Shaughnessy is a quadriplegic covered under an Ohana health plan within the
State of Hawai‘i, and alleges that “[p]hysicians[’] services, [a]ides, medical
equipment and prescription medicines were to be provided to [him] under the
[p]lan.” Complaint ¶¶ 4, 6. Ohana is a managed care organization that contracted
with the State of Hawai‘i under its Medicaid program for the aged, blind and
disabled, known as QUEST Expanded Access (“QExA”). Ohana Mem. in Supp. at
1. According to Shaughnessy, Ohana failed for six months to provide aides for
more than 130 hours per week; that aides provided by Aloha Habilitation are waiting
to be approved by Ohana; and that he has had to either spend his own money or go
without the services prescribed. Complaint ¶ 6. Shaughnessy further asserts that
medical equipment that was supplied was “not usable,” yet Ohana “refused to
replace the equipment.” Complaint ¶ 6.
The Complaint sets forth the following causes of action: (1) a Section 1983
claim for “violation of duty under Hawaii Medicaid” (Count I); (2) “breach of
agreement” (Count II); (3) “compensation for pain and suffering” and “emotional
distress” (Count III); (4) preliminary injunctive relief (Count IV); and (5) costs
pursuant to Federal Rule of Civil Procedure 54(d)(1) (Count V).

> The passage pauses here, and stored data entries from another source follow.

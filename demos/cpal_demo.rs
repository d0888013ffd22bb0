//! Plays a looping arpeggio on the default output device. Notes are sent
//! from a driver thread through an rtrb ring, the same way a host would.
//!
//! Run with: cargo run --example cpal_demo

use std::{thread, time::Duration};

use color_eyre::eyre::{eyre, Result as EyreResult, WrapErr};
use cpal::traits::{DeviceTrait, HostTrait, StreamTrait};
use rtrb::RingBuffer;
use tracker_voice::{
    instrument::{InstrumentData, SequencerStep, VibratoParams, WavetableSource},
    synth::{Context, VoiceMessage},
    MAX_BLOCK_SIZE,
};

const PATTERN: [u8; 4] = [48, 52, 55, 60];

fn main() -> EyreResult<()> {
    color_eyre::install()?;

    let host = cpal::default_host();
    let device = host
        .default_output_device()
        .ok_or_else(|| eyre!("no default output device available"))?;
    let config = device
        .default_output_config()
        .wrap_err("failed to fetch default output config")?;
    let sample_rate = config.sample_rate().0;
    let channels = usize::from(config.channels());

    let instrument = InstrumentData::wavetable(WavetableSource::new(18).with_sequence(
        2,
        &[
            SequencerStep::new(18, 0),
            SequencerStep::new(22, 0),
            SequencerStep::new(26, 0),
            SequencerStep::new(22, 0),
        ],
    ))
    .with_vibrato(VibratoParams {
        delay: 10,
        speed: 5,
        depth: 8,
    });

    let mut ctx = Context::new(sample_rate)?;
    let voice = ctx.create_voice().ok_or_else(|| eyre!("voice pool exhausted"))?;
    ctx.load_instrument(voice, &instrument.to_bytes())?;

    let (mut tx, mut rx) = RingBuffer::<VoiceMessage>::new(64);
    let mut left = vec![0.0f32; MAX_BLOCK_SIZE];
    let mut right = vec![0.0f32; MAX_BLOCK_SIZE];

    let stream = device
        .build_output_stream(
            &config.into(),
            move |data: &mut [f32], _| {
                ctx.process_messages(&mut rx);
                for chunk in data.chunks_mut(MAX_BLOCK_SIZE * channels) {
                    let frames = chunk.len() / channels;
                    ctx.render(voice, &mut left[..frames], &mut right[..frames]);
                    for (i, frame) in chunk.chunks_mut(channels).enumerate() {
                        for (ch, out) in frame.iter_mut().enumerate() {
                            *out = if ch % 2 == 0 { left[i] } else { right[i] };
                        }
                    }
                }
            },
            move |err| eprintln!("Stream error: {err}"),
            None,
        )
        .wrap_err("failed to build output stream")?;
    stream.play().wrap_err("failed to start output stream")?;

    println!("Playing on {sample_rate} Hz output. Press Ctrl+C to stop.");
    loop {
        for &note in &PATTERN {
            let _ = tx.push(VoiceMessage::NoteOn {
                voice,
                note,
                velocity: 110,
            });
            thread::sleep(Duration::from_millis(300));
            let _ = tx.push(VoiceMessage::NoteOff { voice });
            thread::sleep(Duration::from_millis(100));
        }
    }
}
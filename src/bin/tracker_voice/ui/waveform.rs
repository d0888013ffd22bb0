//! Oscilloscope panel

use ratatui::{
    layout::Rect,
    style::{Color, Style},
    symbols,
    widgets::{Axis, Block, Borders, Chart, Dataset, GraphType},
    Frame,
};

pub fn render_waveform(frame: &mut Frame, area: Rect, samples: &[f32]) {
    let points: Vec<(f64, f64)> = samples
        .iter()
        .enumerate()
        .map(|(i, &s)| (i as f64, f64::from(s)))
        .collect();

    let dataset = Dataset::default()
        .marker(symbols::Marker::Braille)
        .graph_type(GraphType::Line)
        .style(Style::default().fg(Color::Cyan))
        .data(&points);

    let chart = Chart::new(vec![dataset])
        .block(Block::default().title(" Scope ").borders(Borders::ALL))
        .x_axis(
            Axis::default()
                .bounds([0.0, samples.len().max(1) as f64])
                .style(Style::default().fg(Color::DarkGray)),
        )
        .y_axis(
            Axis::default()
                .bounds([-1.0, 1.0])
                .style(Style::default().fg(Color::DarkGray)),
        );
    frame.render_widget(chart, area);
}
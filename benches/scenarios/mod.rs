mod voices;

pub use voices::bench_voices;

Motion For Temporary Restraining Order
On December 1, 2016, concurrent with the filing of the Complaint,
Shaughnessy filed a Motion for Temporary Restraining Order (“TRO”), seeking a
court order directing Ohana to provide the services and benefits ordered by his
doctor and to award him costs in the amount of $25,000.00. Dkt. No. 2. The Court
denied the Motion for TRO in a December 5, 2016 order, both acknowledging the
gravity of Shaughnessy’s allegations of imminent harm, while also finding that he
had not met his burden of justifying the relief sought. Significantly, the Court
found that the Complaint and Motion for TRO lacked sufficient factual details to
determine whether Shaughnessy is likely to succeed on his Section 1983 and breach
of contract claims because Shaughnessy provided no information regarding
communications between himself, Ohana, and his doctor to support the assertions in
his pleadings. Moreover, the Motion for TRO pointed to no statute, regulation, or
other provision of Medicaid law violated by Ohana, nor to any contract or contract
provision that Ohana allegedly breached. The Court concluded that the failure to
provide this basic information made it impossible to determine whether any claims
were likely to succeed, and accordingly, denied the Motion for TRO. Dkt. No. 7 at
Ohana now seeks dismissal of the Complaint for failure to state a claim, a
request that Shaughnessy did not oppose.
STANDARD OF REVIEW
Federal Rule of Civil Procedure 12(b)(6) authorizes the Court to dismiss a
complaint that fails “to state a claim upon which relief can be granted.” Rule
12(b)(6) is read in conjunction with Rule 8(a), which requires only “a short and plain
statement of the claim showing that the pleader is entitled to relief.” Fed. R. Civ. P.
8(a)(2). The Court may dismiss a complaint either because it lacks a cognizable
legal theory or because it lacks sufficient factual allegations to support a cognizable
legal theory. Balistreri v. Pacifica Police Dep’t., 901 F.2d 696, 699 (9th Cir. 1988).
Pursuant to Ashcroft v. Iqbal, “[t]o survive a motion to dismiss, a complaint must
contain sufficient factual matter, accepted as true, to ‘state a claim to relief that is
plausible on its face.’” 555 U.S. 662, 678 (2009) (quoting Bell Atlantic Corp. v.
Twombly, 550 U.S. 554, 570 (2007)). “[T]he tenet that a court must accept as true
all of the allegations contained in a complaint is inapplicable to legal conclusions.”
Id. Accordingly, “[t]hreadbare recitals of the elements of a cause of action,
supported by mere conclusory statements, do not suffice.” Id. (citing Twombly, 550
U.S. at 555). Rather, “[a] claim has facial plausibility when the plaintiff pleads
factual content that allows the court to draw the reasonable inference that the
defendant is liable for the misconduct alleged.” Id. (citing Twombly, 550 U.S. at
556). Factual allegations that only permit the court to infer “the mere possibility of
misconduct” do not constitute a short and plain statement of the claim showing that
the pleader is entitled to relief as required by Rule 8(a)(2). Id. at 679.
Because the Complaint provides only the barest allegations, lacking sufficient
factual matter to satisfy the elements of the enumerated causes of action,
Shaughnessy’s claims for violation of Section 1983 (Count I), breach of contract
(Count II), and pain and suffering/emotional distress (Count III) are dismissed with
leave to amend. Shaughnessy’s claims for preliminary injunctive relief (Count IV)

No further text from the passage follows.